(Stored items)
>>>

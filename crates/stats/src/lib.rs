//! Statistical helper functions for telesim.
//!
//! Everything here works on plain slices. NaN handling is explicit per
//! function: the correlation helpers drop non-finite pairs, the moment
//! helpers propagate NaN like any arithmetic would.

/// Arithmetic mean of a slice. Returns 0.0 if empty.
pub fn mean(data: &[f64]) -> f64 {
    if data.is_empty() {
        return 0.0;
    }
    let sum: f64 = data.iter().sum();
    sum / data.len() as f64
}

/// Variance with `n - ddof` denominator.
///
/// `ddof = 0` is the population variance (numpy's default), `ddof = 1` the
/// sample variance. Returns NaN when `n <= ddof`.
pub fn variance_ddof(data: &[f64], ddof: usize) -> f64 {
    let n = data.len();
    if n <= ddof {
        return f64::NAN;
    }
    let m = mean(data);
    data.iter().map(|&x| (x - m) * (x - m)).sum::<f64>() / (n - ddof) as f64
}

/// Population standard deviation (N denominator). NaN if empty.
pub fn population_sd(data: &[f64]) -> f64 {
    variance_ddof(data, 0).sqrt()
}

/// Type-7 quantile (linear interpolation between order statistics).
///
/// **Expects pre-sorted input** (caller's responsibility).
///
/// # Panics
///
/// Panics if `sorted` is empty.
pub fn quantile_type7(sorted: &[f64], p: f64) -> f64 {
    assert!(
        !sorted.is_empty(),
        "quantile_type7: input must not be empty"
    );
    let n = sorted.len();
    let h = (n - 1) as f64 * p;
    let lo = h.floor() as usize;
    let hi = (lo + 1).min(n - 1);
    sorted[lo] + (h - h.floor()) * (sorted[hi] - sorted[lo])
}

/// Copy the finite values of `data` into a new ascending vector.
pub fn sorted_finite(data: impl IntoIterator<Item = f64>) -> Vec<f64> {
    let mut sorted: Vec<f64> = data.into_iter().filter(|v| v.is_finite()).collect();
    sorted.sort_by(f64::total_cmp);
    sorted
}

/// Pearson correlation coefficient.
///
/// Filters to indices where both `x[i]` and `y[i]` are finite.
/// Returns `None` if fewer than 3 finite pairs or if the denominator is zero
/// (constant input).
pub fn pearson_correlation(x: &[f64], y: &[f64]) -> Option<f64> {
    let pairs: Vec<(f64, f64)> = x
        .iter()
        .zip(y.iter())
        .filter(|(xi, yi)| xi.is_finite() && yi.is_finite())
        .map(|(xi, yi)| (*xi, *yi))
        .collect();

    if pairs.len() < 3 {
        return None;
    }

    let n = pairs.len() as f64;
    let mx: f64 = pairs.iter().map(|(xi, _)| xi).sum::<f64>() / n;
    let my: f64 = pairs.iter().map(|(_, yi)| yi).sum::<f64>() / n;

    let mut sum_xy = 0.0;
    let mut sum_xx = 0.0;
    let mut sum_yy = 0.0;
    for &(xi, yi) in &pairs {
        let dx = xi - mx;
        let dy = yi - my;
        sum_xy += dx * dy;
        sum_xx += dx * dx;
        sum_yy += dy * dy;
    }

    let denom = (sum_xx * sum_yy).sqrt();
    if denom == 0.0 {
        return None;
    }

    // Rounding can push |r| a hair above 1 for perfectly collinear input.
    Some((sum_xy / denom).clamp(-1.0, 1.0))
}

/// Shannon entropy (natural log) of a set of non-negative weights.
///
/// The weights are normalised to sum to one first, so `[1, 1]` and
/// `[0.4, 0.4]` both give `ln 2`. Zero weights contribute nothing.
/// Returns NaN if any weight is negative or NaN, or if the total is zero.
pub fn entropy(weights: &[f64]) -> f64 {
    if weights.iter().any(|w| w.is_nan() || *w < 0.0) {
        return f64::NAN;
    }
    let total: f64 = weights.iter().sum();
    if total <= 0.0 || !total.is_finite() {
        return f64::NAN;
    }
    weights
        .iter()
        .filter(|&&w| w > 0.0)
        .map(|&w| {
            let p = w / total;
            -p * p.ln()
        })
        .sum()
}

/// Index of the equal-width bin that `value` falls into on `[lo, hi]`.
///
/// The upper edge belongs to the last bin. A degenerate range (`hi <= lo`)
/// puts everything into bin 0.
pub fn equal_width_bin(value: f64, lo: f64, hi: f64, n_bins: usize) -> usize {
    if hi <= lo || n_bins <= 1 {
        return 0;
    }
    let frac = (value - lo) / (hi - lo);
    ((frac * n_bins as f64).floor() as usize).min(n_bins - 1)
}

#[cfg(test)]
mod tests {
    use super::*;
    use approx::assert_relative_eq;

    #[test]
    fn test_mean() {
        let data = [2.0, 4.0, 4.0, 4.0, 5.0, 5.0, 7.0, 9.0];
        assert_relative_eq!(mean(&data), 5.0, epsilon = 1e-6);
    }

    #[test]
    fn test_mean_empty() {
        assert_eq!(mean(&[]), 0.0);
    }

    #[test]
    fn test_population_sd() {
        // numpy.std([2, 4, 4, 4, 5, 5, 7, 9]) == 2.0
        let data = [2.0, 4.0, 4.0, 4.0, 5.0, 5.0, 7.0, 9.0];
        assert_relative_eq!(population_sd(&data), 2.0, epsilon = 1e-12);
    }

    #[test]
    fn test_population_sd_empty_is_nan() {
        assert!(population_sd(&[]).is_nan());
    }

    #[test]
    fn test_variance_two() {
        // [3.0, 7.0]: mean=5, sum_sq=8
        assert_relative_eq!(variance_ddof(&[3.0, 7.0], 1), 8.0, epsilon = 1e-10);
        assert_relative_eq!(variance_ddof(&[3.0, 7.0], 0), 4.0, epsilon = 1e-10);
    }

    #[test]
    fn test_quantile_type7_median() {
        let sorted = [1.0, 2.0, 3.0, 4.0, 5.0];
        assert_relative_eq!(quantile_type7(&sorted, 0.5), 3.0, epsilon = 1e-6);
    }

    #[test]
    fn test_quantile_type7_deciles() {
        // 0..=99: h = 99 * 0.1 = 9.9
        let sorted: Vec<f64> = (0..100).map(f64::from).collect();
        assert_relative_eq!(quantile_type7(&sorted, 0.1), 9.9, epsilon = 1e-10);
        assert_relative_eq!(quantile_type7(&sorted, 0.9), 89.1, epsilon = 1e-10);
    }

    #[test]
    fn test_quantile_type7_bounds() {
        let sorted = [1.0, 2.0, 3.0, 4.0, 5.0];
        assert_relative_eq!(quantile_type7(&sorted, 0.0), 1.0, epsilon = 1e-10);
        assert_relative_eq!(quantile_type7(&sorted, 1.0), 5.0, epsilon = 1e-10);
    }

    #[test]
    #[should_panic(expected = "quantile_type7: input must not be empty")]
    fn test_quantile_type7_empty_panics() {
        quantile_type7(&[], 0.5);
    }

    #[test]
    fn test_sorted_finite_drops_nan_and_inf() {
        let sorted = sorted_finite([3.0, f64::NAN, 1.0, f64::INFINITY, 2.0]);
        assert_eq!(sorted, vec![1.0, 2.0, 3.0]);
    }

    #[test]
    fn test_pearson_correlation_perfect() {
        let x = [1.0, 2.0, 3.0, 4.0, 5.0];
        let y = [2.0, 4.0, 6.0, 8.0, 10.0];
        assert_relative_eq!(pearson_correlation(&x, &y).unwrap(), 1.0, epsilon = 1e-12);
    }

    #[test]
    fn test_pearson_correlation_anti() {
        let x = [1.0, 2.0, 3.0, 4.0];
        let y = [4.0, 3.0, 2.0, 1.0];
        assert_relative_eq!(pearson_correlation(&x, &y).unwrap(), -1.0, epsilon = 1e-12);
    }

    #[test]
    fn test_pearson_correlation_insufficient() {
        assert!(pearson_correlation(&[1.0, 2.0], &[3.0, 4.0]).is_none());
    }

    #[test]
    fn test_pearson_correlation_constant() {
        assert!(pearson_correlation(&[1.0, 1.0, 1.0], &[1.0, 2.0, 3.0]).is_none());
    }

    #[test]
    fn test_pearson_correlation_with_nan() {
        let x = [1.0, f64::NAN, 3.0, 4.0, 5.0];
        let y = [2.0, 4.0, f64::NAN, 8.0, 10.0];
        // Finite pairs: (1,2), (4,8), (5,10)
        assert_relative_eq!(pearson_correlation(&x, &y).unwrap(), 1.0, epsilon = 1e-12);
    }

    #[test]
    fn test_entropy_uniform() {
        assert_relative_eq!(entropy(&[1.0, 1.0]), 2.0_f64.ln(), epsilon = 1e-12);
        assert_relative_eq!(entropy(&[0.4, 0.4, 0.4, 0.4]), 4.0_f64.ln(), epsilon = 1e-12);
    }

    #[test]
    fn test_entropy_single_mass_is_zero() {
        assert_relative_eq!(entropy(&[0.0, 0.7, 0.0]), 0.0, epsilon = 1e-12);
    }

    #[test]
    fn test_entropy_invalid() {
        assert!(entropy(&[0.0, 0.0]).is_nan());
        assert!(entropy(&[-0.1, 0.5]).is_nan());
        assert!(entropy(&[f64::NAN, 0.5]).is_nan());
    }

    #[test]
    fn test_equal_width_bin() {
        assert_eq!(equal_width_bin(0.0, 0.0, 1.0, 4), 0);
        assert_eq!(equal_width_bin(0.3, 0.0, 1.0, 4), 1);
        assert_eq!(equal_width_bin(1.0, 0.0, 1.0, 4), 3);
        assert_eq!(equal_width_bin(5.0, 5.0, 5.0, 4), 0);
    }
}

<<<

The lines of the records that contain the string "weights" should be located and copied.

/// Shannon entropy (natural log) of a set of non-negative weights.
/// The weights are normalised to sum to one first, so `[1, 1]` and
/// `[0.4, 0.4]` both give `ln 2`. Zero weights contribute nothing.
pub fn entropy(weights: &[f64]) -> f64 {
    if weights.iter().any(|w| w.is_nan() || *w < 0.0) {
    let total: f64 = weights.iter().sum();
    weights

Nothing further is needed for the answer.